Been lurking here and RR bikes for a while. Started at RR first and found I was really enjoying the conversation. Most of my circle of friends isn't really into bikes....actually they think I'm insane. The newest bike I own is my first real mountain bike a mid 90's Chromo Gary Fisher hoo koo ee koo. My oldest is a 1930's single bar Colson and everything in between. Where I'm from in Wisconsin cheap bikes can be found often at garage sales or free during bulk garbage week. This year's freebees include a John Deere ten speed,a Hawthorne girls bike, and a 24" schwinn skiptooth girls bike. My basement and garage is bursting with 40 + bikes. I flip mixtees and European road bikes in the area college towns. But mostly I ride and tinker with old cruisers.
Merry Christmas the best way I know how. Hiawatha Seminole style.




Hoek


----------



## pedal_junky (Dec 19, 2014)

Google. Every time I had a question or was trying to research (Google ) something on vintage/antique bikes, The Cabe would pop up. I've learned a ton since joining.


----------



## vincev (Dec 19, 2014)

I joined because I was told that in the future there would be a "Babes on bikes" thread.


----------



## Balloontyre (Dec 19, 2014)

*Wisconsin has good finds*

Seems learning is a common interest among the replies.
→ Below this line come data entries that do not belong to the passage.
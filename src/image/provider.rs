//! Image provider trait.

use crate::error::Result;
use crate::image::types::{GeneratedImage, GenerationRequest};
use async_trait::async_trait;

/// Trait for image generation providers.
#[async_trait]
pub trait ImageProvider: Send + Sync {
    /// Generates an image from the given request.
    async fn generate(&self, request: &GenerationRequest) -> Result<GeneratedImage>;

    /// Returns the name of this provider for display.
    fn name(&self) -> &str;
}
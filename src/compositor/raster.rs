//! Paints an [`OverlayLayout`] onto pixels.

use crate::compositor::font::FontSet;
use crate::compositor::layout::{Gradient, OverlayLayout, Shadow, TextLine};
use ab_glyph::{Font, FontVec, PxScale, ScaleFont};
use image::{GrayImage, Luma, Rgba, RgbaImage};
use imageproc::drawing::draw_text_mut;
use imageproc::filter::gaussian_blur_f32;

/// Paints the gradient, shadows and text, in that order.
pub fn render(canvas: &mut RgbaImage, layout: &OverlayLayout, fonts: &FontSet) {
    if let Some(ref gradient) = layout.gradient {
        apply_gradient(canvas, gradient);
    }
    for line in &layout.lines {
        draw_line(canvas, line, fonts.face(line.weight));
    }
}

/// Darkens the top rows with a black gradient, source-over.
pub fn apply_gradient(canvas: &mut RgbaImage, gradient: &Gradient) {
    let rows = (gradient.extent.ceil() as u32).min(canvas.height());
    for y in 0..rows {
        let alpha = gradient.alpha_at(y);
        if alpha <= 0.0 {
            continue;
        }
        for x in 0..canvas.width() {
            let pixel = canvas.get_pixel_mut(x, y);
            *pixel = blend(*pixel, Rgba([0, 0, 0, 255]), alpha);
        }
    }
}

/// Source-over of `color` at `alpha` onto `dst`.
fn blend(dst: Rgba<u8>, color: Rgba<u8>, alpha: f32) -> Rgba<u8> {
    let src_a = alpha.clamp(0.0, 1.0) * (color[3] as f32 / 255.0);
    let dst_a = dst[3] as f32 / 255.0;
    let out_a = src_a + dst_a * (1.0 - src_a);
    if out_a <= 0.0 {
        return Rgba([0, 0, 0, 0]);
    }

    let mut out = [0u8; 4];
    for c in 0..3 {
        let value =
            (color[c] as f32 * src_a + dst[c] as f32 * dst_a * (1.0 - src_a)) / out_a;
        out[c] = value.round().clamp(0.0, 255.0) as u8;
    }
    out[3] = (out_a * 255.0).round() as u8;
    Rgba(out)
}

/// Advance width of `text`, kerning included.
pub fn measure_text_width(font: &FontVec, scale: PxScale, text: &str) -> f32 {
    let scaled = font.as_scaled(scale);
    let mut width = 0.0f32;
    let mut prev = None;
    for c in text.chars() {
        let glyph_id = scaled.glyph_id(c);
        if let Some(prev_id) = prev {
            width += scaled.kern(prev_id, glyph_id);
        }
        width += scaled.h_advance(glyph_id);
        prev = Some(glyph_id);
    }
    width
}

/// Top-left origin that centres `line` on its baseline.
fn line_origin(font: &FontVec, line: &TextLine) -> (i32, i32) {
    let scale = PxScale::from(line.size);
    let width = measure_text_width(font, scale, &line.text);
    let ascent = font.as_scaled(scale).ascent();
    let x = (line.center_x - width / 2.0).round() as i32;
    let y = (line.baseline - ascent).round() as i32;
    (x, y)
}

fn draw_line(canvas: &mut RgbaImage, line: &TextLine, font: &FontVec) {
    let (x, y) = line_origin(font, line);
    let scale = PxScale::from(line.size);

    if let Some(ref shadow) = line.shadow {
        draw_shadow(canvas, shadow, x, y, scale, font, &line.text);
    }
    draw_text_mut(canvas, line.color, x, y, scale, font, &line.text);
}

/// Draws the text coverage into a mask, blurs it, and tints the canvas.
///
/// The mask covers the line box plus room for the blur tail and glyph
/// overhang, not the whole canvas.
fn draw_shadow(
    canvas: &mut RgbaImage,
    shadow: &Shadow,
    x: i32,
    y: i32,
    scale: PxScale,
    font: &FontVec,
    text: &str,
) {
    let sigma = shadow.blur / 2.0;
    let margin = (3.0 * sigma).ceil() as i32 + (scale.y / 4.0).ceil() as i32;
    let width = measure_text_width(font, scale, text).ceil() as i32 + 2 * margin;
    let height = font.as_scaled(scale).height().ceil() as i32 + 2 * margin;
    if width <= 0 || height <= 0 {
        return;
    }

    let mut mask = GrayImage::new(width as u32, height as u32);
    draw_text_mut(&mut mask, Luma([255u8]), margin, margin, scale, font, text);
    let mask = if sigma > 0.0 {
        gaussian_blur_f32(&mask, sigma)
    } else {
        mask
    };

    let (origin_x, origin_y) = (x - margin, y - margin);
    for (mx, my, coverage) in mask.enumerate_pixels() {
        if coverage[0] == 0 {
            continue;
        }
        let px = origin_x + mx as i32;
        let py = origin_y + my as i32;
        if px < 0 || py < 0 || px >= canvas.width() as i32 || py >= canvas.height() as i32 {
            continue;
        }
        let pixel = canvas.get_pixel_mut(px as u32, py as u32);
        *pixel = blend(*pixel, shadow.color, coverage[0] as f32 / 255.0);
    }
}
Exchanging information was the reason I joined The Cabe. Some networking was secondary.


----------



## the tinker (Dec 19, 2014)

*gotta love it*

gone


----------



## bricycle (Dec 19, 2014)

I thought it was a dating site.....


----------



## Wheeled Relics (Dec 19, 2014)

"Bikes always start" that's a good point.


----------



## tjkajecj (Dec 21, 2014)

I found this site while trying to identify a bike of my father in law. The bike had been hanging in his shed for well over 40 years.Unfortunately it had lost its badge, making it a little more difficult to figure out.
At first I thought it was a Schwinn because it had a sweat heart chain ring, but it was not quite the same.
After trying a number of different search topics on The CABE I finally identified the bike as a LWB mid thirties Colson.
Eureka, mystery solved and the beginning of a new hobby for me.

Tim


----------



## bikinjack (Dec 21, 2014)

Balloontyre said:


> Welcome,
> Why did you join The Cabe?




Thanks for the welcome.  I joined after I stumbled across this site during a fit of insomnia.  I've worked in the bike business most of my adult life, and have always been into bikes and bike stuff.  I don't really have any really cool old stuff at this point, but I did once put a pre-war ladie's Elgin by a dumpster once.  It didn't stay there long.  I'm sure it found a good home.


----------



## Wheeled Relics (Dec 21, 2014)

Welcome!


----------



## bikinjack (Dec 21, 2014)

Thanks.  I also was going to say that I stuck around to see if any of the old stuff I do still have is worth anything these days, but I couldn't find the edit button after I posted.  I guess there is some kind of post count restriction on priveledges or whatever.


----------



## pedal_junky (Dec 21, 2014)

bikinjack said:


> Thanks.  I also was going to say that I stuck around to see if any of the old stuff I do still have is worth anything these days, but I couldn't find the edit button after I posted.  I guess there is some kind of post count restriction on priveledges or whatever.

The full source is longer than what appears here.